Georgian Army Switches to U.S. Rifles

ReutersSaakashvili handing a U.S.-designed M4 rifle to a Georgian soldier during a base-opening ceremony Friday in Gori.
TBILISI, Georgia -- Soldiers from NATO aspirant Georgia switched their Soviet-era Kalashnikov rifles on Friday for U.S.-designed M4 models in part of a drive to distance themselves from their Russian-dominated past.

Since surging to power in a peaceful 2003 revolution, Georgian President Mikheil Saakashvili has aggressively pursued NATO membership, which requires the former Soviet state to modernize its military.

"Goodbye old weapon! Long live the new one!" Saakashvili said at an opening ceremony of a new military base in Gori, which is 80 kilometers from the capital Tbilisi, close to the breakaway province of South Ossetia -- and is Stalin's birthplace.

Saakashvili handed over the M4 rifle to several soldiers.

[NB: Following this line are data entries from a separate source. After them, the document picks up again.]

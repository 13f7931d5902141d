//! Synchronous Storage Simulation CLI.
//!
//! Runs the demonstration model on the reference kernel: loads the
//! configuration, installs the signal hook, simulates the requested number
//! of cycles and reports change logs and statistics.

use clap::Parser;
use std::io::{self, Write};
use std::process;

extern crate syncreg;

use syncreg::config::Config;
use syncreg::sched::Kernel;
use syncreg::sim::{logger, signals, Model};

/// Command-line arguments for the simulation driver.
#[derive(Parser, Debug)]
#[command(author, version, about = "Synchronous Register Simulation Driver")]
struct Args {
    #[arg(short, long)]
    config: Option<String>,

    #[arg(long)]
    cycles: Option<u64>,

    #[arg(long)]
    trace: bool,
}

/// Main entry point for the simulation driver.
///
/// # Behavior
///
/// 1. **Configuration**: Parses arguments and loads the TOML configuration
///    (defaults when no file is given).
/// 2. **Initialization**: Installs the logger and signal hook, builds the
///    kernel and the model.
/// 3. **Simulation Loop**: Evaluates and ticks cycle by cycle, polling for
///    signals between cycles.
/// 4. **Teardown**: Dumps and saves change logs as configured and prints
///    statistics.
fn main() {
    let args = Args::parse();
    let mut config = match &args.config {
        Some(path) => Config::load(path).unwrap_or_else(|e| {
            eprintln!("\n[!] FATAL: Could not load config '{}': {}", path, e);
            process::exit(1);
        }),
        None => Config::default(),
    };
    if let Some(cycles) = args.cycles {
        config.general.cycles = cycles;
    }

    logger::init(args.trace || config.general.trace);
    if let Err(e) = signals::install() {
        log::warn!("signal handlers not installed: {}", e);
    }

    println!("Global Configuration");
    println!("--------------------");
    println!("  Cycles:             {}", config.general.cycles);
    println!("  Period:             {}", config.kernel.period);
    println!("  Max Deltas:         {}", config.kernel.max_deltas);
    println!(
        "  Change Log:         {}",
        if config.log.enabled {
            "Enabled"
        } else {
            "Disabled"
        }
    );
    if let Some(ref path) = config.log.save_path {
        println!("  Log File:           {}", path);
    }
    println!("  Stride:             {}", config.model.stride);
    println!("  Stall Every:        {}", config.model.stall_every);
    println!("--------------------");

    let mut kernel = Kernel::from_config(&config.kernel);
    let model = Model::new(&mut kernel, &config).unwrap_or_else(|e| {
        eprintln!("\n[!] FATAL: Could not build model: {}", e);
        process::exit(1);
    });

    for _ in 0..config.general.cycles {
        model.eval(kernel.cycle());

        if let Err(e) = kernel.tick() {
            eprintln!("\n[!] FATAL: {}", e);
            kernel.stats.finish();
            kernel.stats.print();
            process::exit(1);
        }

        if let Some(action) = signals::take() {
            if !signals::handle(action, &mut kernel.stats) {
                process::exit(1);
            }
        }
    }

    log::info!(
        "finished: PC={} ACC={} STATUS={:#04x}",
        model.pc.borrow().read(),
        model.acc.borrow().read(),
        model.status.borrow().read()
    );

    if config.log.dump {
        let stdout = io::stdout();
        let mut out = stdout.lock();
        if let Err(e) = model.change_dump(&mut out) {
            eprintln!("[!] Could not write change report: {}", e);
        }
        out.flush().ok();
    }

    if config.log.save_path.is_some() {
        if let Err(e) = model.change_save() {
            eprintln!("\n[!] FATAL: Could not save change log: {}", e);
            process::exit(1);
        }
    }

    kernel.stats.finish();
    kernel.stats.print();
    io::stdout().flush().ok();
}
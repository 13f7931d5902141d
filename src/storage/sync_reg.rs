//! Synchronous Register.
//!
//! A storage cell with two-phase write semantics, modeling a clocked
//! hardware register:
//! 1. **Request**: [`SyncReg::write`] buffers the new value in the pending
//!    slot and asks the scheduler for an update at the end of the current
//!    delta cycle.
//! 2. **Commit**: the scheduler calls [`Channel::update`], which promotes the
//!    pending value to the committed slot.
//!
//! Readers see the committed value through [`SyncReg::read`] for the whole
//! cycle, no matter how many writes were issued; [`SyncReg::async_read`]
//! peeks at the in-flight value. Writes are last-write-wins within a cycle.
//!
//! [`SyncReg::suspend`] gates the clock for one cycle: the next commit only
//! re-enables the register. A write pending in the same cycle is dropped.

use std::fmt;
use std::io::Write;
use std::path::Path;

use crate::common::error::Result;
use crate::common::value::{BinOp, CastFrom, CmpOp, RegValue};
use crate::sched::{Channel, UpdatePort};
use crate::storage::change_log::{ChangeEntry, ChangeLog};

/// Synchronous register holding a value of type `T`.
pub struct SyncReg<T: RegValue> {
    name: String,
    /// Visible value.
    committed: T,
    /// Last written value; meaningful only while `dirty`.
    pending: T,
    /// A write is waiting for its commit.
    dirty: bool,
    /// Cleared by `suspend` for exactly one commit.
    enabled: bool,
    size: usize,
    log: ChangeLog<T>,
    port: UpdatePort,
}

impl<T: RegValue> SyncReg<T> {
    /// Creates a register named `name` holding `init`, committing through
    /// `port`. Change logging starts disabled.
    pub fn new(name: &str, init: T, port: UpdatePort) -> Self {
        Self {
            name: name.to_string(),
            committed: init,
            pending: init,
            dirty: false,
            enabled: true,
            size: std::mem::size_of::<T>(),
            log: ChangeLog::new(false),
            port,
        }
    }

    /// Creates `<name>_copy` on `port`, holding this register's committed
    /// value and enable state. The change log is not copied.
    pub fn duplicate(&self, port: UpdatePort) -> Self {
        let mut copy = Self::new(&format!("{}_copy", self.name), self.read(), port);
        copy.enabled = self.enabled;
        copy
    }

    /// Returns the committed value.
    #[inline]
    pub fn read(&self) -> T {
        self.committed
    }

    /// Returns the value that the next commit would expose.
    #[inline]
    pub fn async_read(&self) -> T {
        if self.dirty {
            self.pending
        } else {
            self.committed
        }
    }

    /// Schedules `value` to become visible at the end of the current cycle.
    /// A later write in the same cycle replaces it.
    pub fn write(&mut self, value: T) {
        log::trace!("{}: write {} (committed {})", self.name, value, self.committed);
        self.pending = value;
        self.dirty = true;
        self.port.request_update();
    }

    /// Overwrites the committed and pending values immediately, as an
    /// asynchronous set or clear line would. Ignored while suspended.
    pub fn async_write(&mut self, value: T) {
        if !self.enabled {
            log::warn!("{}: async write of {} ignored while suspended", self.name, value);
            return;
        }
        log::trace!("{}: async write {}", self.name, value);
        self.log.push(0, value, self.port.current_time());
        self.committed = value;
        self.pending = value;
        self.dirty = false;
    }

    /// Freezes the register for one cycle: the next commit is skipped and
    /// only re-enables the register.
    pub fn suspend(&mut self) {
        log::trace!("{}: suspend", self.name);
        self.enabled = false;
        self.port.request_update();
    }

    pub fn name(&self) -> &str {
        &self.name
    }

    /// Width of the value type in bytes.
    pub fn size(&self) -> usize {
        self.size
    }

    pub fn is_enabled(&self) -> bool {
        self.enabled
    }

    /// Returns `true` while a write is waiting for its commit.
    pub fn is_pending(&self) -> bool {
        self.dirty
    }

    pub fn port(&self) -> &UpdatePort {
        &self.port
    }

    /// Writes `value`. Same as [`SyncReg::write`].
    pub fn assign(&mut self, value: T) {
        self.write(value);
    }

    /// Writes `value` converted to `T`.
    pub fn assign_cast<U>(&mut self, value: U)
    where
        T: CastFrom<U>,
    {
        self.write(T::cast_from(value));
    }

    /// Writes the committed value of `other`, converted to `T`.
    pub fn assign_from<U: RegValue>(&mut self, other: &SyncReg<U>)
    where
        T: CastFrom<U>,
    {
        self.assign_cast(other.read());
    }

    /// Writes `read() <op> rhs`. Every compound assignment lands here, so
    /// it takes effect at the next commit like any other write.
    pub fn apply(&mut self, op: BinOp, rhs: T) {
        let value = self.read().apply(op, rhs);
        self.write(value);
    }

    /// [`SyncReg::apply`] with an operand of another value type.
    pub fn apply_cast<U>(&mut self, op: BinOp, rhs: U)
    where
        T: CastFrom<U>,
    {
        self.apply(op, T::cast_from(rhs));
    }

    /// [`SyncReg::apply`] with the committed value of another register.
    pub fn apply_reg<U: RegValue>(&mut self, op: BinOp, rhs: &SyncReg<U>)
    where
        T: CastFrom<U>,
    {
        self.apply_cast(op, rhs.read());
    }

    /// Evaluates `read() <op> rhs`.
    pub fn compare(&self, op: CmpOp, rhs: T) -> bool {
        op.eval(self.read(), rhs)
    }

    /// [`SyncReg::compare`] with an operand of another value type.
    pub fn compare_cast<U>(&self, op: CmpOp, rhs: U) -> bool
    where
        T: CastFrom<U>,
    {
        self.compare(op, T::cast_from(rhs))
    }

    /// [`SyncReg::compare`] against the committed value of another register.
    pub fn compare_reg<U: RegValue>(&self, op: CmpOp, rhs: &SyncReg<U>) -> bool
    where
        T: CastFrom<U>,
    {
        self.compare_cast(op, rhs.read())
    }

    /// Turns change logging on or off. Existing entries are kept.
    pub fn set_logging(&mut self, enabled: bool) {
        self.log.set_enabled(enabled);
    }

    pub fn is_logging(&self) -> bool {
        self.log.is_enabled()
    }

    /// Opens the persistence file used by [`SyncReg::change_save`].
    pub fn bind_log_file(&mut self, path: impl AsRef<Path>) -> Result<()> {
        self.log.bind(path)
    }

    /// Clears the in-memory change log.
    pub fn reset_log(&mut self) {
        self.log.clear();
    }

    /// Writes the change report to `output`; nothing when the log is empty.
    pub fn change_dump<W: Write + ?Sized>(&self, output: &mut W) -> Result<()> {
        self.log.dump(&self.name, output)
    }

    /// Appends the entries not saved yet to the bound log file.
    pub fn change_save(&mut self) -> Result<()> {
        self.log.save(&self.name)
    }

    /// Logged changes, oldest first.
    pub fn changes(&self) -> &[ChangeEntry<T>] {
        self.log.entries()
    }
}

impl<T: RegValue> Channel for SyncReg<T> {
    fn name(&self) -> &str {
        &self.name
    }

    fn update(&mut self) {
        if !self.enabled {
            // Freeze consumes this commit, and the write it would have made.
            self.enabled = true;
            self.pending = self.committed;
            self.dirty = false;
            log::trace!("{}: commit skipped, re-enabled", self.name);
            return;
        }
        self.log.push(0, self.pending, self.port.current_time());
        self.committed = self.pending;
        self.dirty = false;
        log::trace!("{}: commit {}", self.name, self.committed);
    }
}

impl<T: RegValue> fmt::Debug for SyncReg<T> {
    fn fmt(&self, f: &mut fmt::Formatter<'_>) -> fmt::Result {
        f.debug_struct("SyncReg")
            .field("name", &self.name)
            .field("committed", &self.committed)
            .field("pending", &self.async_read())
            .field("enabled", &self.enabled)
            .field("size", &self.size)
            .finish()
    }
}

impl<T: RegValue> fmt::Display for SyncReg<T> {
    fn fmt(&self, f: &mut fmt::Formatter<'_>) -> fmt::Result {
        write!(f, "{} = {}", self.name, self.committed)
    }
}

#[cfg(test)]
mod tests {
    use super::*;
    use crate::sched::Kernel;

    #[test]
    fn write_is_deferred_until_commit() {
        let mut kernel = Kernel::new(1);
        let pc = kernel.sync_reg("PC", 0i32);
        pc.borrow_mut().write(4);
        assert_eq!(pc.borrow().read(), 0);
        assert_eq!(pc.borrow().async_read(), 4);
        assert!(pc.borrow().is_pending());
        kernel.tick().unwrap();
        assert_eq!(pc.borrow().read(), 4);
        assert!(!pc.borrow().is_pending());
    }

    #[test]
    fn frozen_commit_drops_pending_write() {
        let mut kernel = Kernel::new(1);
        let r = kernel.sync_reg("R", 7u8);
        r.borrow_mut().suspend();
        r.borrow_mut().write(9);
        kernel.tick().unwrap();
        let r = r.borrow();
        assert_eq!(r.read(), 7);
        assert_eq!(r.async_read(), 7);
        assert!(r.is_enabled());
    }

    #[test]
    fn size_matches_value_type() {
        let mut kernel = Kernel::new(1);
        assert_eq!(kernel.sync_reg("a", 0u8).borrow().size(), 1);
        assert_eq!(kernel.sync_reg("b", 0i64).borrow().size(), 8);
    }
}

He has argued with Russia over the status of Georgia's two rebel regions -- South Ossetia and Abkhazia -- which Moscow supports but Tbilisi has threatened to take back.

Georgia also built a new, NATO-standard military base in 2006 on the Black Sea coast near the border with Abkhazia.

Saakashvili has spent hundreds of millions of dollars on boosting the army and prides himself on creating a modern force. Georgia has about 2,500 soldiers in Iraq. Advertisements and pop songs glorify Georgian soldiers.

The country lies at the center of a power struggle between the United States and Russia in the Caucasus, a strategic region wedged between Europe and the Middle East.

Georgian officials say they have purchased enough M4 weapons to equip the entire army and that all troops will be issued them in the next few weeks.

The weapon is an assault rifle widely used by U.S. troops that can be switched between fully and semiautomatic fire.